なぜか、(しのぶ)ちゃんと私が遊ぼうと待ち合わせると、

いっつも、くっついてくるの」


「なるほどね・・・」

勇作(ゆうさく)は、ため息をついた。

「これが、東京で待ち合わせなかった理由か」


「だって、勇作(ゆうさく)お兄ちゃんだって、イヤでしょ?

あんなキザったらしい人と私が一緒に列車に乗ったなんて、

どこかでウワサになってお父様の耳に入ったら、余計なハナシに」


「うん。いい配慮だったな。

いい配慮だったとは、思うけど・・・」


勇作(ゆうさく)は肩をすくめる。


「兄として、いやな予感を話そうか。

あいつ、たぶん、お前に会いたくてついてきている、

──という、気がする」


「あーー。

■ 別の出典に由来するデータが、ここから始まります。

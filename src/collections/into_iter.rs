//! Owning iterator for [`BoundedVec`](super::BoundedVec).

use core::fmt;
use core::iter::FusedIterator;
use core::slice;

use crate::slot::Slot;

/// Yields the elements of a `BoundedVec` by value, front to back.
///
/// Elements not consumed by the time the iterator is dropped are dropped with it.
pub struct IntoIter<T, const N: usize> {
    slots: [Slot<T>; N],
    /// Live range is `[front, back)`.
    front: usize,
    back: usize,
}

impl<T, const N: usize> IntoIter<T, N> {
    pub(super) fn new(slots: [Slot<T>; N], len: usize) -> Self {
        Self {
            slots,
            front: 0,
            back: len,
        }
    }

    /// The elements not yet yielded.
    pub fn as_slice(&self) -> &[T] {
        // SAFETY: `[front, back)` are live.
        unsafe {
            slice::from_raw_parts(
                self.slots.as_ptr().add(self.front).cast::<T>(),
                self.back - self.front,
            )
        }
    }
}

impl<T, const N: usize> Iterator for IntoIter<T, N> {
    type Item = T;

    fn next(&mut self) -> Option<T> {
        if self.front == self.back {
            return None;
        }
        let index = self.front;
        self.front += 1;
        // SAFETY: `index` was the first live slot and is no longer claimed.
        Some(unsafe { self.slots.get_unchecked_mut(index).take() })
    }

    fn size_hint(&self) -> (usize, Option<usize>) {
        let remaining = self.back - self.front;
        (remaining, Some(remaining))
    }
}

impl<T, const N: usize> DoubleEndedIterator for IntoIter<T, N> {
    fn next_back(&mut self) -> Option<T> {
        if self.front == self.back {
            return None;
        }
        self.back -= 1;
        // SAFETY: `back` was the last live slot and is no longer claimed.
        Some(unsafe { self.slots.get_unchecked_mut(self.back).take() })
    }
}

impl<T, const N: usize> ExactSizeIterator for IntoIter<T, N> {}

impl<T, const N: usize> FusedIterator for IntoIter<T, N> {}

impl<T, const N: usize> Drop for IntoIter<T, N> {
    fn drop(&mut self) {
        let (front, back) = (self.front, self.back);
        self.front = back;
        // SAFETY: `[front, back)` were live and are no longer claimed.
        unsafe { Slot::destroy_all_rev(&mut self.slots[front..back]) };
    }
}

impl<T: fmt::Debug, const N: usize> fmt::Debug for IntoIter<T, N> {
    fn fmt(&self, f: &mut fmt::Formatter<'_>) -> fmt::Result {
        f.debug_tuple("IntoIter").field(&self.as_slice()).finish()
    }
}
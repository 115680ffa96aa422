//! `BoundedVec` — a fixed-capacity vector that never allocates.
//!
//! Elements live in an inline array of [`Slot`]s. The first `len` slots are live and
//! contiguous, the rest are vacant. Every size change constructs or destroys exactly
//! the slots crossing the boundary:
//! - growth constructs at index `len`, then increments `len`;
//! - shrinking decrements `len`, then destroys the slot at the new `len`.
//!
//! Because `len` is only advanced after a construction completes, a panicking
//! constructor or `Clone` never leaves a claimed-but-vacant slot behind, and drop
//! never sees a slot twice.
//!
//! Failures (`OutOfRange`, `Underflow`, `CapacityExceeded`) are reported through
//! [`Result`](crate::Result) and leave the vector untouched.

use core::borrow::{Borrow, BorrowMut};
use core::hash::{Hash, Hasher};
use core::ops::{Deref, DerefMut};
use core::{fmt, ptr, slice};

use crate::error::{Error, Result};
use crate::slot::Slot;
use crate::trace::trace_failure;

use super::into_iter::IntoIter;

/// A vector holding at most `N` elements in inline storage.
pub struct BoundedVec<T, const N: usize> {
    slots: [Slot<T>; N],
    len: usize,
}

impl<T, const N: usize> BoundedVec<T, N> {
    /// Fixed capacity of every `BoundedVec<T, N>`.
    pub const CAPACITY: usize = N;

    /// Creates an empty vector. No element is constructed.
    #[inline]
    pub const fn new() -> Self {
        Self {
            slots: Slot::vacant_array(),
            len: 0,
        }
    }

    /// Fixed capacity, always `N`.
    #[inline(always)]
    pub const fn capacity(&self) -> usize {
        N
    }

    /// Number of live elements.
    #[inline(always)]
    pub const fn len(&self) -> usize {
        self.len
    }

    /// Returns `true` if no element is live.
    #[inline(always)]
    pub const fn is_empty(&self) -> bool {
        self.len == 0
    }

    /// Returns `true` if `len() == N`.
    #[inline(always)]
    pub const fn is_full(&self) -> bool {
        self.len == N
    }

    /// Number of further elements that fit.
    #[inline(always)]
    pub const fn remaining_capacity(&self) -> usize {
        N - self.len
    }

    /// Pointer to the first slot.
    ///
    /// Only the first `len()` elements behind it are live. Any size-changing call
    /// invalidates pointers obtained earlier.
    #[inline(always)]
    pub const fn as_ptr(&self) -> *const T {
        self.slots.as_ptr().cast::<T>()
    }

    /// Mutable pointer to the first slot.
    #[inline(always)]
    pub fn as_mut_ptr(&mut self) -> *mut T {
        self.slots.as_mut_ptr().cast::<T>()
    }

    /// The live elements as a slice.
    #[inline(always)]
    pub fn as_slice(&self) -> &[T] {
        // SAFETY: `[0, len)` are live and `Slot<T>` has the layout of `T`.
        unsafe { slice::from_raw_parts(self.as_ptr(), self.len) }
    }

    /// The live elements as a mutable slice.
    #[inline(always)]
    pub fn as_mut_slice(&mut self) -> &mut [T] {
        // SAFETY: as above, with exclusive access through `&mut self`.
        unsafe { slice::from_raw_parts_mut(self.as_mut_ptr(), self.len) }
    }

    /// Returns the element at `index` without bounds checking.
    ///
    /// # Safety
    /// Caller must ensure `index < self.len()`.
    #[inline(always)]
    pub unsafe fn get_unchecked(&self, index: usize) -> &T {
        debug_assert!(index < self.len);
        // SAFETY: caller asserts `index < len`, so the slot is live.
        unsafe { self.slots.get_unchecked(index).get() }
    }

    /// Returns the element at `index` mutably without bounds checking.
    ///
    /// # Safety
    /// Caller must ensure `index < self.len()`.
    #[inline(always)]
    pub unsafe fn get_unchecked_mut(&mut self, index: usize) -> &mut T {
        debug_assert!(index < self.len);
        // SAFETY: caller asserts `index < len`.
        unsafe { self.slots.get_unchecked_mut(index).get_mut() }
    }

    /// Returns the element at `index`.
    ///
    /// # Errors
    /// [`Error::OutOfRange`] if `index >= len()`.
    #[inline]
    pub fn at(&self, index: usize) -> Result<&T> {
        self.check_index(index)?;
        // SAFETY: checked above.
        Ok(unsafe { self.get_unchecked(index) })
    }

    /// Returns the element at `index` mutably.
    ///
    /// # Errors
    /// [`Error::OutOfRange`] if `index >= len()`.
    #[inline]
    pub fn at_mut(&mut self, index: usize) -> Result<&mut T> {
        self.check_index(index)?;
        // SAFETY: checked above.
        Ok(unsafe { self.get_unchecked_mut(index) })
    }

    /// Constructs a new last element from `make` directly into its slot.
    ///
    /// `make` is only called once the vector is known to have room. If it panics,
    /// the vector is unchanged.
    ///
    /// # Errors
    /// [`Error::CapacityExceeded`] if the vector is full.
    #[inline]
    pub fn emplace_back<F>(&mut self, make: F) -> Result<&mut T>
    where
        F: FnOnce() -> T,
    {
        if self.is_full() {
            trace_failure!(capacity = N, "emplace on full bounded vector");
            return Err(Error::CapacityExceeded { capacity: N });
        }
        // SAFETY: not full, so slot `len` exists and is vacant.
        Ok(unsafe { self.push_unchecked(make()) })
    }

    /// Appends `value`.
    ///
    /// On failure `value` is dropped and the vector is unchanged.
    ///
    /// # Errors
    /// [`Error::CapacityExceeded`] if the vector is full.
    #[inline]
    pub fn push_back(&mut self, value: T) -> Result<&mut T> {
        self.emplace_back(|| value)
    }

    /// Removes the last element and hands it to the caller.
    ///
    /// # Errors
    /// [`Error::Underflow`] if the vector is empty.
    #[inline]
    pub fn pop_back(&mut self) -> Result<T> {
        if self.is_empty() {
            trace_failure!("pop on empty bounded vector");
            return Err(Error::Underflow);
        }
        self.len -= 1;
        // SAFETY: slot `len` was the last live slot and is no longer claimed.
        Ok(unsafe { self.slots.get_unchecked_mut(self.len).take() })
    }

    /// Destroys every element, last to first.
    pub fn clear(&mut self) {
        self.truncate(0);
    }

    /// Destroys the elements at `[new_len, len)`, last to first. No-op if
    /// `new_len >= len()`.
    pub fn truncate(&mut self, new_len: usize) {
        while self.len > new_len {
            // Unclaim before destroying so a panicking destructor cannot cause a second drop.
            self.len -= 1;
            // SAFETY: slot `len` was live and is no longer claimed.
            unsafe { self.slots.get_unchecked_mut(self.len).destroy() };
        }
    }

    /// Moves every element into a new vector, leaving `self` empty.
    ///
    /// Elements are transferred slot by slot in ascending order.
    #[must_use = "the moved elements are dropped if the returned vector is discarded"]
    pub fn take(&mut self) -> Self {
        let mut out = Self::new();
        out.transfer_from(self);
        out
    }

    /// Replaces the contents of `self` with the elements of `source`, leaving
    /// `source` empty. Moving a vector into itself does nothing.
    pub fn move_from(&mut self, source: &mut Self) {
        if ptr::eq(self, source) {
            return;
        }
        self.clear();
        self.transfer_from(source);
    }

    /// Builds a vector from `iter`.
    ///
    /// # Errors
    /// [`Error::CapacityExceeded`] if `iter` yields more than `N` items. Items
    /// collected so far are dropped.
    pub fn try_from_iter<I>(iter: I) -> Result<Self>
    where
        I: IntoIterator<Item = T>,
    {
        let mut out = Self::new();
        out.try_extend(iter)?;
        Ok(out)
    }

    /// Appends every item of `iter`.
    ///
    /// # Errors
    /// [`Error::CapacityExceeded`] if the items do not fit. The vector is rolled back
    /// to its previous length; consumed items are dropped.
    pub fn try_extend<I>(&mut self, iter: I) -> Result<()>
    where
        I: IntoIterator<Item = T>,
    {
        let start = self.len;
        for item in iter {
            if let Err(err) = self.push_back(item) {
                self.truncate(start);
                return Err(err);
            }
        }
        Ok(())
    }

    #[inline]
    fn check_index(&self, index: usize) -> Result<()> {
        if index < self.len {
            Ok(())
        } else {
            trace_failure!(index, len = self.len, "checked access out of range");
            Err(Error::OutOfRange {
                index,
                len: self.len,
            })
        }
    }

    /// # Safety
    /// `len < N`.
    #[inline(always)]
    unsafe fn push_unchecked(&mut self, value: T) -> &mut T {
        debug_assert!(self.len < N);
        // SAFETY: caller asserts room; slot `len` is vacant.
        let slot = unsafe { self.slots.get_unchecked_mut(self.len) };
        let value = unsafe { slot.construct(value) };
        self.len += 1;
        value
    }

    /// Moves `source`'s elements onto the end of an empty `self`.
    fn transfer_from(&mut self, source: &mut Self) {
        debug_assert!(self.is_empty());
        let count = source.len;
        source.len = 0;
        for i in 0..count {
            // SAFETY: `i < count <= N`; source slot `i` was live and is no longer
            // claimed, destination slot `i` is vacant because `self` was empty.
            unsafe {
                let value = source.slots.get_unchecked_mut(i).take();
                self.slots.get_unchecked_mut(i).construct(value);
            }
            self.len = i + 1;
        }
    }

    pub(super) fn into_parts(self) -> ([Slot<T>; N], usize) {
        let this = core::mem::ManuallyDrop::new(self);
        // SAFETY: `this` is never dropped, so ownership of the slots moves to the caller.
        let slots = unsafe { ptr::read(&this.slots) };
        (slots, this.len)
    }
}

impl<T, const N: usize> Drop for BoundedVec<T, N> {
    fn drop(&mut self) {
        let len = self.len;
        self.len = 0;
        // SAFETY: `[0, len)` were live and are no longer claimed.
        unsafe { Slot::destroy_all_rev(&mut self.slots[..len]) };
    }
}

impl<T, const N: usize> Default for BoundedVec<T, N> {
    fn default() -> Self {
        Self::new()
    }
}

impl<T: Clone, const N: usize> Clone for BoundedVec<T, N> {
    fn clone(&self) -> Self {
        let mut out = Self::new();
        for item in self {
            // SAFETY: `out` never holds more than `self.len <= N` elements.
            unsafe { out.push_unchecked(item.clone()) };
        }
        out
    }

    fn clone_from(&mut self, source: &Self) {
        if ptr::eq(self, source) {
            return;
        }
        self.clear();
        for item in source {
            // SAFETY: as in `clone`.
            unsafe { self.push_unchecked(item.clone()) };
        }
    }
}

impl<T, const N: usize> Deref for BoundedVec<T, N> {
    type Target = [T];

    #[inline(always)]
    fn deref(&self) -> &[T] {
        self.as_slice()
    }
}

impl<T, const N: usize> DerefMut for BoundedVec<T, N> {
    #[inline(always)]
    fn deref_mut(&mut self) -> &mut [T] {
        self.as_mut_slice()
    }
}

impl<T, const N: usize> AsRef<[T]> for BoundedVec<T, N> {
    fn as_ref(&self) -> &[T] {
        self
    }
}

impl<T, const N: usize> AsMut<[T]> for BoundedVec<T, N> {
    fn as_mut(&mut self) -> &mut [T] {
        self
    }
}

impl<T, const N: usize> Borrow<[T]> for BoundedVec<T, N> {
    fn borrow(&self) -> &[T] {
        self
    }
}

impl<T, const N: usize> BorrowMut<[T]> for BoundedVec<T, N> {
    fn borrow_mut(&mut self) -> &mut [T] {
        self
    }
}

impl<T: fmt::Debug, const N: usize> fmt::Debug for BoundedVec<T, N> {
    fn fmt(&self, f: &mut fmt::Formatter<'_>) -> fmt::Result {
        f.debug_list().entries(self.iter()).finish()
    }
}

impl<T: PartialEq, const N: usize, const M: usize> PartialEq<BoundedVec<T, M>> for BoundedVec<T, N> {
    fn eq(&self, other: &BoundedVec<T, M>) -> bool {
        self.as_slice() == other.as_slice()
    }
}

impl<T: Eq, const N: usize> Eq for BoundedVec<T, N> {}

impl<T: PartialEq, const N: usize> PartialEq<[T]> for BoundedVec<T, N> {
    fn eq(&self, other: &[T]) -> bool {
        self.as_slice() == other
    }
}

impl<T: PartialEq, const N: usize, const M: usize> PartialEq<[T; M]> for BoundedVec<T, N> {
    fn eq(&self, other: &[T; M]) -> bool {
        self.as_slice() == other.as_slice()
    }
}

impl<T: Hash, const N: usize> Hash for BoundedVec<T, N> {
    fn hash<H: Hasher>(&self, state: &mut H) {
        self.as_slice().hash(state);
    }
}

impl<T, const N: usize, const M: usize> TryFrom<[T; M]> for BoundedVec<T, N> {
    type Error = Error;

    /// Moves the array's elements in, in order.
    ///
    /// Fails up front with [`Error::CapacityExceeded`] if `M > N`.
    fn try_from(array: [T; M]) -> Result<Self> {
        if M > N {
            trace_failure!(capacity = N, len = M, "array does not fit bounded vector");
            return Err(Error::CapacityExceeded { capacity: N });
        }
        let mut out = Self::new();
        for item in array {
            // SAFETY: at most `M <= N` pushes.
            unsafe { out.push_unchecked(item) };
        }
        Ok(out)
    }
}

impl<T: Clone, const N: usize> TryFrom<&[T]> for BoundedVec<T, N> {
    type Error = Error;

    /// Clones the slice's elements in, in order.
    ///
    /// Fails up front with [`Error::CapacityExceeded`] if the slice is longer than `N`.
    fn try_from(items: &[T]) -> Result<Self> {
        if items.len() > N {
            trace_failure!(capacity = N, len = items.len(), "slice does not fit bounded vector");
            return Err(Error::CapacityExceeded { capacity: N });
        }
        let mut out = Self::new();
        for item in items {
            // SAFETY: at most `items.len() <= N` pushes.
            unsafe { out.push_unchecked(item.clone()) };
        }
        Ok(out)
    }
}

impl<'a, T, const N: usize> IntoIterator for &'a BoundedVec<T, N> {
    type Item = &'a T;
    type IntoIter = slice::Iter<'a, T>;

    fn into_iter(self) -> Self::IntoIter {
        self.iter()
    }
}

impl<'a, T, const N: usize> IntoIterator for &'a mut BoundedVec<T, N> {
    type Item = &'a mut T;
    type IntoIter = slice::IterMut<'a, T>;

    fn into_iter(self) -> Self::IntoIter {
        self.iter_mut()
    }
}

impl<T, const N: usize> IntoIterator for BoundedVec<T, N> {
    type Item = T;
    type IntoIter = IntoIter<T, N>;

    fn into_iter(self) -> Self::IntoIter {
        let (slots, len) = self.into_parts();
        IntoIter::new(slots, len)
    }
}
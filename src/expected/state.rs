//! Discriminant types for [`Expected`](super::Expected).

use core::fmt;

/// Which member of an `Expected` is currently live.
#[derive(Debug, Clone, Copy, PartialEq, Eq, Hash, Default)]
#[repr(u8)]
pub enum State {
    /// Nothing is live: freshly defaulted or moved-from.
    #[default]
    None = 0,
    /// The success value is live.
    Value = 1,
    /// The failure value is live.
    Error = 2,
}

/// A member an accessor asked for.
#[derive(Debug, Clone, Copy, PartialEq, Eq, Hash)]
pub enum Member {
    /// The success value.
    Value,
    /// The failure value.
    Error,
}

impl State {
    /// Returns `true` if `member` is the live one.
    #[inline]
    pub const fn holds(self, member: Member) -> bool {
        matches!(
            (self, member),
            (State::Value, Member::Value) | (State::Error, Member::Error)
        )
    }
}

impl fmt::Display for State {
    fn fmt(&self, f: &mut fmt::Formatter<'_>) -> fmt::Result {
        f.write_str(match self {
            State::None => "none",
            State::Value => "value",
            State::Error => "error",
        })
    }
}

impl fmt::Display for Member {
    fn fmt(&self, f: &mut fmt::Formatter<'_>) -> fmt::Result {
        f.write_str(match self {
            Member::Value => "value",
            Member::Error => "error",
        })
    }
}
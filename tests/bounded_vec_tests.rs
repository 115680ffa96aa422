mod common;

use common::{Ledger, Tracked};
use slotted::{BoundedVec, Error};

#[test]
fn test_fill_to_capacity_scenario() {
    let mut vec: BoundedVec<i32, 3> = BoundedVec::new();
    vec.push_back(10).unwrap();
    vec.push_back(20).unwrap();
    vec.push_back(30).unwrap();

    assert!(vec.is_full());
    assert_eq!(vec.len(), 3);
    assert_eq!(vec.iter().sum::<i32>(), 60);
    assert_eq!(vec.push_back(40), Err(Error::CapacityExceeded { capacity: 3 }));
    assert_eq!(vec.len(), 3);
}

#[test]
fn test_string_access() {
    let mut vec: BoundedVec<String, 4> = BoundedVec::new();
    vec.push_back("a".to_string()).unwrap();
    vec.push_back("bc".to_string()).unwrap();

    assert_eq!(vec[0], "a");
    assert_eq!(vec[1], "bc");
    assert_eq!(vec.at(1).map(String::as_str), Ok("bc"));
    assert_eq!(vec.at(5), Err(Error::OutOfRange { index: 5, len: 2 }));
}

#[test]
fn test_push_pop_clear_cycle() {
    let mut vec: BoundedVec<i32, 2> = BoundedVec::new();
    assert_eq!(vec.pop_back(), Err(Error::Underflow));

    vec.push_back(1).unwrap();
    vec.push_back(2).unwrap();
    assert!(vec.is_full());
    assert_eq!(vec.push_back(3), Err(Error::CapacityExceeded { capacity: 2 }));

    assert_eq!(vec.pop_back(), Ok(2));
    assert_eq!(vec.len(), 1);
    vec.push_back(99).unwrap();
    assert_eq!(vec.len(), 2);

    vec.clear();
    assert_eq!(vec.len(), 0);
    assert!(vec.is_empty());
}

#[test]
fn test_emplace_constructs_in_place() {
    let ledger = Ledger::new();
    {
        let mut vec: BoundedVec<Tracked, 4> = BoundedVec::new();
        assert_eq!(ledger.made(), 0);
        vec.emplace_back(|| Tracked::new(5, &ledger)).unwrap();
        assert_eq!(ledger.made(), 1);
        vec.emplace_back(|| Tracked::new(6, &ledger)).unwrap();
        assert_eq!(ledger.made(), 2);

        assert_eq!(vec.len(), 2);
        assert_eq!(vec[0].value, 5);
        assert_eq!(vec[1].value, 6);
    }
    assert_eq!(ledger.dropped(), ledger.made());
}

#[test]
fn test_clone_and_clone_from() {
    let ledger = Ledger::new();
    let mut a: BoundedVec<Tracked, 5> = BoundedVec::new();
    a.push_back(Tracked::new(1, &ledger)).unwrap();
    a.push_back(Tracked::new(2, &ledger)).unwrap();

    let b = a.clone();
    assert_eq!(b.len(), 2);
    assert_eq!(ledger.cloned(), 2);
    assert_eq!(b, a);

    let mut c: BoundedVec<Tracked, 5> = BoundedVec::new();
    c.push_back(Tracked::new(9, &ledger)).unwrap();
    c.clone_from(&a);
    assert_eq!(c.iter().map(|t| t.value).collect::<Vec<_>>(), vec![1, 2]);

    drop((a, b, c));
    assert_eq!(ledger.live(), 0);
}

#[test]
fn test_take_and_move_from() {
    let mut a: BoundedVec<i32, 5> = BoundedVec::try_from([11, 22]).unwrap();

    let mut b = a.take();
    assert_eq!(b, [11, 22]);
    assert_eq!(a.len(), 0);

    let mut c: BoundedVec<i32, 5> = BoundedVec::new();
    c.move_from(&mut b);
    assert_eq!(c.len(), 2);
    assert_eq!(b.len(), 0);

    // The moved-from vector is still usable.
    a.push_back(1).unwrap();
    assert_eq!(a, [1]);
}

#[test]
fn test_pointer_and_slice_views() {
    let mut vec: BoundedVec<u32, 4> = BoundedVec::try_from([1, 2, 3]).unwrap();
    assert_eq!(vec.as_ptr(), vec.as_slice().as_ptr());
    assert_eq!(unsafe { *vec.as_ptr().add(2) }, 3);

    for v in &mut vec {
        *v *= 2;
    }
    assert_eq!(vec.as_slice(), &[2, 4, 6]);
    assert_eq!(vec.iter().rev().copied().collect::<Vec<_>>(), vec![6, 4, 2]);
    assert_eq!(vec.first(), Some(&2));
    assert!(vec.contains(&4));
}

#[test]
fn test_try_from_iter() {
    let vec: BoundedVec<i32, 4> = BoundedVec::try_from_iter(0..4).unwrap();
    assert_eq!(vec, [0, 1, 2, 3]);

    let ledger = Ledger::new();
    let overflow =
        BoundedVec::<Tracked, 2>::try_from_iter((0..3).map(|i| Tracked::new(i, &ledger)));
    assert_eq!(overflow.err(), Some(Error::CapacityExceeded { capacity: 2 }));
    assert_eq!(ledger.live(), 0);
}

#[test]
fn test_errors_compose_with_anyhow() -> anyhow::Result<()> {
    let mut vec: BoundedVec<i32, 2> = BoundedVec::new();
    vec.push_back(1)?;
    vec.push_back(2)?;

    let err = vec.push_back(3).map(|_| ()).map_err(anyhow::Error::from).unwrap_err();
    assert_eq!(err.to_string(), "no room to emplace: capacity 2 reached");
    assert_eq!(
        err.downcast_ref::<Error>(),
        Some(&Error::CapacityExceeded { capacity: 2 })
    );
    Ok(())
}

#[test]
fn test_hash_matches_slice() {
    use std::collections::hash_map::DefaultHasher;
    use std::hash::{Hash, Hasher};

    let vec: BoundedVec<u8, 8> = BoundedVec::try_from([1, 2, 3]).unwrap();
    let mut a = DefaultHasher::new();
    let mut b = DefaultHasher::new();
    vec.hash(&mut a);
    [1u8, 2, 3][..].hash(&mut b);
    assert_eq!(a.finish(), b.finish());
}
use super::skill_kind::SINGLE_SPACING;

use crate::model::{HitObject, Pos2};

/// A [`HitObject`] paired with the precomputed values the strain pass needs.
pub(crate) struct DifficultyObject<'h> {
    pub(crate) base: &'h HitObject,
    /// Time since the previous object in ms, adjusted for the clock rate.
    pub(crate) delta: f64,
    /// Jump distance between the normalized positions of this
    /// and the previous object.
    pub(crate) dist: f64,
    /// Whether the object carries spacing information i.e. is a circle
    /// or a slider.
    pub(crate) positional: bool,
    /// Whether the spacing is wide enough to be perceived as a singletap.
    pub(crate) is_single: bool,
}

impl<'h> DifficultyObject<'h> {
    pub(crate) fn new(
        base: &'h HitObject,
        norm_pos: Pos2,
        prev_norm_pos: Pos2,
        prev_time: f64,
        speed_mul: f64,
    ) -> Self {
        let delta = (base.start_time - prev_time) / speed_mul;
        let dist = f64::from(norm_pos.distance(prev_norm_pos));
        let positional = base.is_circle() || base.is_slider();

        Self {
            base,
            delta,
            dist,
            positional,
            is_single: positional && dist > SINGLE_SPACING,
        }
    }
}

やっぱり?お兄ちゃんもそう思う?」


「お前のほうに気がないなら、いいんだけど、

ここに滞在している間、油断するなよ」


「だから!前から(しのぶ)ちゃんのご実家の

この町にはずっと来たかったけど、

勇作(ゆうさく)お兄ちゃんと一緒に来られる、

この機会を待ってたわけよ」

「え?どういうこと?」

「つまり。

勇作(ゆうさく)お兄ちゃんと、あの人とで、

男どうしで仲良くやってね。お願いね」

そう言うなり、美鈴(みすず)はすたすたと、

改札口のほうに歩きだす。


「あー。そういうこと。

さっそく、東京に帰りたくなってきたな・・・」


勇作(ゆうさく)は、首を振りながら、

兄妹二人分の旅行鞄を持ち上げ、

妹の後を追った。


じっと、そんな兄妹を、


夏に似合わない真っ黒な帽子と真っ黒な洋服、

そして黒メガネをかけた年男が、


新聞を立ち読みしているフリをしながら、

背後からじっと、見つめていた。